Dataset entries -
------------------------------

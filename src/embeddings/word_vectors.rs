use std::{collections::HashMap, path::Path};

use crate::{
    error::{Error, Result},
    utils::files::read_lines,
};

use super::EmbeddingProvider;

/// An in-memory table of pre-trained word vectors
#[derive(Clone, Debug, Default, PartialEq)]
pub struct WordVectors {
    dimension: usize,
    vectors: HashMap<String, Vec<f32>>,
}

impl WordVectors {
    /// Parse lines of the form `token v1 v2 ... vn`.
    ///
    /// A word2vec-style `count dimension` header line is skipped. Every vector must have the
    /// same length as the first one.
    pub fn parse<I, S>(lines: I) -> Result<Self>
    where
        I: IntoIterator<Item = S>,
        S: AsRef<str>,
    {
        let mut dimension = None;
        let mut vectors = HashMap::new();

        for (number, line) in lines.into_iter().enumerate() {
            let mut fields = line.as_ref().split_whitespace();

            let Some(token) = fields.next() else {
                continue;
            };

            let values = fields
                .map(str::parse::<f32>)
                .collect::<std::result::Result<Vec<_>, _>>()
                .map_err(|e| Error::config(format!("line {}: {}", number + 1, e)))?;

            if number == 0 && values.len() == 1 && token.parse::<usize>().is_ok() {
                continue;
            }

            match dimension {
                None => dimension = Some(values.len()),
                Some(expected) if expected != values.len() => {
                    return Err(Error::config(format!(
                        "line {}: expected {} values for '{}', found {}",
                        number + 1,
                        expected,
                        token,
                        values.len()
                    )));
                }
                Some(_) => {}
            }

            // Lookups are lowercase, so an exactly lowercase row wins over cased variants
            let key = token.to_lowercase();

            if key == token {
                vectors.insert(key, values);
            } else {
                vectors.entry(key).or_insert(values);
            }
        }

        Ok(Self {
            dimension: dimension.unwrap_or(0),
            vectors,
        })
    }

    /// Read and parse a word-vector text file
    pub async fn load(path: impl AsRef<Path>) -> anyhow::Result<Self> {
        let path = path.as_ref();

        let lines = read_lines(path)
            .await
            .map_err(|e| anyhow!("Unable to read word vectors from {}: {}", path.display(), e))?;

        let vectors = Self::parse(lines)?;

        log::info!(
            "Loaded {} word vectors of dimension {} from {}",
            vectors.len(),
            vectors.dimension,
            path.display()
        );

        Ok(vectors)
    }

    /// The number of tokens with a vector
    pub fn len(&self) -> usize {
        self.vectors.len()
    }

    /// Whether no vectors were loaded
    pub fn is_empty(&self) -> bool {
        self.vectors.is_empty()
    }
}

impl EmbeddingProvider for WordVectors {
    fn dimension(&self) -> usize {
        self.dimension
    }

    fn lookup(&self, token: &str) -> Option<&[f32]> {
        self.vectors.get(token).map(Vec::as_slice)
    }
}
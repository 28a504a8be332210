/// Text Classification
pub mod text_classification;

------------------------------

Exercise objective -
Work out how many lines of the data hold the string "Error". State only that number.

Response to this task -
3